Student loan debt, now totaling roughly $1.3 trillion, is the second largest source of debt in the United States. This is especially concerning given that there are presently eight million people in default on their student loans.
Under federal law, colleges, especially those with open enrollment such as two-year technical schools, face severe consequences if, for three consecutive years, 30 percent of student borrowers default on their loans.
If that happens, colleges risk losing all federal funding, including Pell Grant money, a major income source for two-year schools.
To avoid having Pell Grant funding withdrawn, many of North Carolina’s community colleges, for example, have stopped participating in student loan programs altogether. A majority of the state’s 58 community colleges have opted out.
Leaving federal loan programs is the only option many colleges have to protect their Pell Grant eligibility. That’s because another option—minimizing default risk on the front end of the financial aid process—is not open to them.
For example, it is illegal for colleges to weigh factors such as a student’s program of study or borrowing history to determine loan amounts, even if school officials may doubt the student’s ability to make loan repayments in the future.
Some organizations, such as the National Association of Student Financial Aid and Administrators (NASFAA) have criticized this law.
NASFAA proposes that colleges should be allowed to limit loans for “specific populations, academic programs, credential levels, or other categories established by the school.”
The U.S. Department of Education in 2011 began an initiative allowing participating colleges to limit student loans in ways similar to those NASFAA suggests. However, the experiment, which includes just 24 colleges, is scheduled to end this month because, according to the Department, there is insufficient evidence it has been effective.
This is likely welcome news to New America, a think tank in Washington, D.C. It published a report in May arguing that limiting loans for students at risk of default is not a reasonable option. The report suggests that allowing colleges to limit loan amounts also would limit access to higher education, especially for low-income students.
New America argues that loans provide important financial support beyond tuition, and that students who struggle to cover basic living needs are more likely to drop out of school and eventually default on any loans that they may already have taken out.
Of course, some low-income students do rely on federal loans to make up for living costs. However, New America paints an overly broad picture.
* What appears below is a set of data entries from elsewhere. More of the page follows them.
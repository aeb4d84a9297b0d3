//! Push-button classification
//!
//! Turns a sampled button line into short/long press events using
//! wall-clock timestamps rather than sample counting, so the result does
//! not depend on the poll rate.

use crate::config::Config;

/// Classified button event, emitted once per press/release cycle
#[derive(Debug, Clone, Copy, PartialEq, Eq)]
#[cfg_attr(feature = "defmt", derive(defmt::Format))]
pub enum ButtonEdge {
    /// Released after more than the debounce window but before the long-press threshold
    ShortPress,
    /// Released after at least the long-press threshold
    LongPress,
}

/// Press tracking state
#[derive(Debug, Clone, Copy, PartialEq, Eq)]
enum PressState {
    /// Button released
    Idle,
    /// Button held since the given instant (ms)
    Pressed { since_ms: u32 },
}

/// Debouncing short/long press classifier
#[derive(Debug, Clone)]
pub struct ButtonClassifier {
    debounce_ms: u32,
    long_press_ms: u32,
    active_low: bool,
    /// Last accepted level (true = pressed)
    stable_pressed: bool,
    /// Instant of the last accepted level change
    last_change_ms: Option<u32>,
    /// First instant a not-yet-accepted level change was seen
    pending_since_ms: Option<u32>,
    press: PressState,
}

impl ButtonClassifier {
    /// Create a classifier
    ///
    /// - `debounce_ms`: window after an accepted change in which further
    ///   changes are not accepted
    /// - `long_press_ms`: hold time at which a press is a long press
    /// - `active_low`: the line reads low while the button is held
    pub const fn new(debounce_ms: u32, long_press_ms: u32, active_low: bool) -> Self {
        Self {
            debounce_ms,
            long_press_ms,
            active_low,
            stable_pressed: false,
            last_change_ms: None,
            pending_since_ms: None,
            press: PressState::Idle,
        }
    }

    /// Create a classifier from the appliance configuration
    pub fn from_config(config: &Config) -> Self {
        Self::new(
            config.debounce_ms,
            config.long_press_ms,
            config.button_active_low,
        )
    }

    /// Sample the raw line level
    pub fn poll(&mut self, raw_level: bool, now_ms: u32) -> Option<ButtonEdge> {
        self.update(raw_level != self.active_low, now_ms)
    }

    /// Feed the logical pressed state
    ///
    /// A change seen inside the debounce window is held back; if the level
    /// is still changed once the window has passed, it is accepted with the
    /// instant it was first seen. A bounce back before then discards it.
    pub fn update(&mut self, pressed: bool, now_ms: u32) -> Option<ButtonEdge> {
        if pressed == self.stable_pressed {
            self.pending_since_ms = None;
            return None;
        }

        let observed_ms = *self.pending_since_ms.get_or_insert(now_ms);

        if let Some(last) = self.last_change_ms {
            if now_ms.wrapping_sub(last) < self.debounce_ms {
                return None;
            }
        }

        self.pending_since_ms = None;
        self.last_change_ms = Some(observed_ms);
        self.stable_pressed = pressed;

        if pressed {
            debug!("Button press started at {}ms", observed_ms);
            self.press = PressState::Pressed {
                since_ms: observed_ms,
            };
            return None;
        }

        match core::mem::replace(&mut self.press, PressState::Idle) {
            PressState::Pressed { since_ms } => self.classify(observed_ms.wrapping_sub(since_ms)),
            PressState::Idle => None,
        }
    }

    /// Whether the button is currently (debounced) held down
    pub fn is_pressed(&self) -> bool {
        self.stable_pressed
    }

    /// Classify a completed press by its hold time
    fn classify(&self, held_ms: u32) -> Option<ButtonEdge> {
        if held_ms >= self.long_press_ms {
            debug!("Button long press ({}ms)", held_ms);
            Some(ButtonEdge::LongPress)
        } else if held_ms > self.debounce_ms {
            debug!("Button short press ({}ms)", held_ms);
            Some(ButtonEdge::ShortPress)
        } else {
            None
        }
    }
}

#[cfg(test)]
mod tests {
    use super::*;

    fn classifier() -> ButtonClassifier {
        ButtonClassifier::new(50, 3000, false)
    }

    /// Press at `start`, release after `held` ms, then keep sampling released
    fn press_for(button: &mut ButtonClassifier, start: u32, held: u32) -> Option<ButtonEdge> {
        let mut edges = [
            button.update(true, start),
            button.update(false, start + held),
            button.update(false, start + held + 100),
            button.update(false, start + held + 5000),
        ]
        .into_iter()
        .flatten();
        let first = edges.next();
        assert_eq!(edges.next(), None, "more than one edge per cycle");
        first
    }

    #[test]
    fn test_short_hold_is_noise() {
        let mut button = classifier();
        assert_eq!(press_for(&mut button, 0, 40), None);
    }

    #[test]
    fn test_short_press() {
        let mut button = classifier();
        assert_eq!(press_for(&mut button, 0, 80), Some(ButtonEdge::ShortPress));
    }

    #[test]
    fn test_long_press() {
        let mut button = classifier();
        assert_eq!(press_for(&mut button, 0, 3200), Some(ButtonEdge::LongPress));
    }

    #[test]
    fn test_threshold_boundaries() {
        let mut button = classifier();
        // Exactly the debounce window is still noise
        assert_eq!(press_for(&mut button, 0, 50), None);
        // Exactly the long-press threshold is a long press
        assert_eq!(
            press_for(&mut button, 10_000, 3000),
            Some(ButtonEdge::LongPress)
        );
        assert_eq!(
            press_for(&mut button, 20_000, 2999),
            Some(ButtonEdge::ShortPress)
        );
    }

    #[test]
    fn test_bounce_inside_window_is_ignored() {
        let mut button = classifier();
        assert_eq!(button.update(true, 1000), None);
        // Contact bounce: released then pressed again within the window
        assert_eq!(button.update(false, 1010), None);
        assert_eq!(button.update(true, 1020), None);
        assert!(button.is_pressed());

        // Real release later
        assert_eq!(button.update(false, 1200), Some(ButtonEdge::ShortPress));
        assert!(!button.is_pressed());
    }

    #[test]
    fn test_active_low_line() {
        let mut button = ButtonClassifier::new(50, 3000, true);
        // Idle line is high
        assert_eq!(button.poll(true, 0), None);
        assert_eq!(button.poll(false, 100), None);
        assert!(button.is_pressed());
        assert_eq!(button.poll(true, 300), Some(ButtonEdge::ShortPress));
    }

    #[test]
    fn test_from_config() {
        let config = Config::default();
        let mut button = ButtonClassifier::from_config(&config);
        // Default wiring is active-low
        assert_eq!(button.poll(false, 0), None);
        assert_eq!(button.poll(true, 4000), Some(ButtonEdge::LongPress));
    }

    #[test]
    fn test_timestamp_wraparound() {
        let mut button = classifier();
        let start = u32::MAX - 40;
        assert_eq!(button.update(true, start), None);
        assert_eq!(
            button.update(false, start.wrapping_add(100)),
            Some(ButtonEdge::ShortPress)
        );
    }
}
//! Resource definitions

use crate::error::ResourceError;
use crate::field::FieldDef;
use crate::label::Label;
use serde::{Deserialize, Serialize};
use std::collections::HashSet;

/// A node type shown in the admin panel
///
/// Holds its label and an ordered, non-empty list of fields whose attribute
/// keys are pairwise distinct. Immutable once built.
#[derive(Debug, Clone, PartialEq, Eq, Serialize, Deserialize)]
#[serde(try_from = "ResourceSpec", into = "ResourceSpec")]
pub struct Resource {
    label: Label,
    fields: Vec<FieldDef>,
}

impl Resource {
    /// Build a resource, checking its field list
    ///
    /// # Errors
    /// - [`ResourceError::EmptyFields`] if `fields` is empty
    /// - [`ResourceError::EmptyAttribute`] if a field has an empty attribute
    /// - [`ResourceError::DuplicateAttribute`] if two fields share an attribute
    pub fn new(label: Label, fields: Vec<FieldDef>) -> Result<Self, ResourceError> {
        if fields.is_empty() {
            return Err(ResourceError::EmptyFields(label.to_string()));
        }

        let mut seen = HashSet::with_capacity(fields.len());
        for field in &fields {
            if field.attribute().is_empty() {
                return Err(ResourceError::EmptyAttribute(label.to_string()));
            }
            if !seen.insert(field.attribute()) {
                return Err(ResourceError::DuplicateAttribute {
                    resource: label.to_string(),
                    attribute: field.attribute().to_string(),
                });
            }
        }

        Ok(Self { label, fields })
    }

    /// The built-in `User` resource
    #[must_use]
    pub fn user() -> Self {
        Self {
            label: Label::trusted("User"),
            fields: vec![
                FieldDef::text("Full Name", "name"),
                FieldDef::text("Email Address", "email"),
            ],
        }
    }

    /// Node label
    #[inline]
    #[must_use]
    pub fn label(&self) -> &Label {
        &self.label
    }

    /// Field definitions, in display order
    #[inline]
    #[must_use]
    pub fn fields(&self) -> &[FieldDef] {
        &self.fields
    }

    /// Look up a field by attribute
    #[must_use]
    pub fn field(&self, attribute: &str) -> Option<&FieldDef> {
        self.fields.iter().find(|f| f.attribute() == attribute)
    }

    /// Attribute keys, in display order
    pub fn attributes(&self) -> impl Iterator<Item = &str> {
        self.fields.iter().map(FieldDef::attribute)
    }
}

/// Serialized shape of a resource, as written in configuration files
#[derive(Debug, Clone, Serialize, Deserialize)]
pub struct ResourceSpec {
    /// Node label
    pub label: String,
    /// Field definitions
    pub fields: Vec<FieldDef>,
}

impl TryFrom<ResourceSpec> for Resource {
    type Error = ResourceError;

    fn try_from(spec: ResourceSpec) -> Result<Self, Self::Error> {
        Self::new(Label::new(spec.label)?, spec.fields)
    }
}

impl From<Resource> for ResourceSpec {
    fn from(resource: Resource) -> Self {
        Self {
            label: resource.label.into(),
            fields: resource.fields,
        }
    }
}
Perhaps not offering any federal loans would be detrimental to low-income students. But it’s not the case that limiting student loans after weighing factors such as academic history, cumulative debt, or intended program of study would somehow unfairly target them.
Besides, the current system, which awards loans on an almost no-questions-asked basis, is rather extreme. It seems reasonable to expect that colleges should have at least some control over their students’ borrowing practices.
As mentioned earlier, schools have legitimate reasons for limiting student loans, and community colleges in particular have a good reason for doing so.
For example, Jeff Lowrance, public information officer and special assistant to the president at Central Piedmont Community College (CPCC) in Charlotte, said in a Martin Center interview that his college pulled out of the federal loan program because the possibility of losing the Pell Grant was “too big of a risk.”
Lowrance noted that out of the roughly 20,000 students at CPCC, over 11,000 relied on the Pell Grant in the 2014-2015 academic year. “You can imagine how crippling that would be if we lost our ability to offer Pell Grants,” he said.
Mitchell Community College (MCC), also in North Carolina, does not participate in the federal loan program for similar reasons.
Jeremi Watkins, a financial aid specialist there, said in an interview that MCC decided to not offer federal loans because “students in a community college setting tend to default more [often].” Watkins also emphasized that most students at his college already had their financial needs met by the Pell Grant.
Indeed, in North Carolina and across the country, many low-income students, especially those at community colleges, rely on such grants to fund tuition and other expenses.
The U.S. Department of Education reported that, in the 2012-2013 academic year, more than three million community college students received Pell Grant money. The funds allowed them to “pay for tuition, books, transportation, and living expenses.”
When faced with the prospect of losing Pell Grant eligibility, it makes sense that many community colleges, such as Central Piedmont and Mitchell Community College, would want to stop participating in federal loan programs. This is a reasonable policy for financial aid departments to adopt given the limited options they currently have.Penalizing schools for high student loan default rates is sensible, but only if they are given flexibility to try to stop the problem before it arises.
But colleges should not have to choose between protecting the Pell Grant and offering loans to students who may benefit from them, even if at community colleges those students are few and far between. As the New America report notes, there are some low-income students for whom loans might be required if they are to complete coursework.
Still, there needs to be a mechanism to ensure responsible borrowing. The growing problem of student loan defaults shows that the current system is not encouraging responsible borrowing, and creating negative unintended consequences for students and colleges.
Penalizing schools for high student loan default rates is sensible, but only if they are given flexibility to try to stop the problem before it arises.
Editor’s note: This article previously implied that colleges are not permitted to consider a student’s academic record in determining student loan eligibility. This is incorrect, colleges can limit loans based on students’ Satisfactory Academic Progress. We regret the error.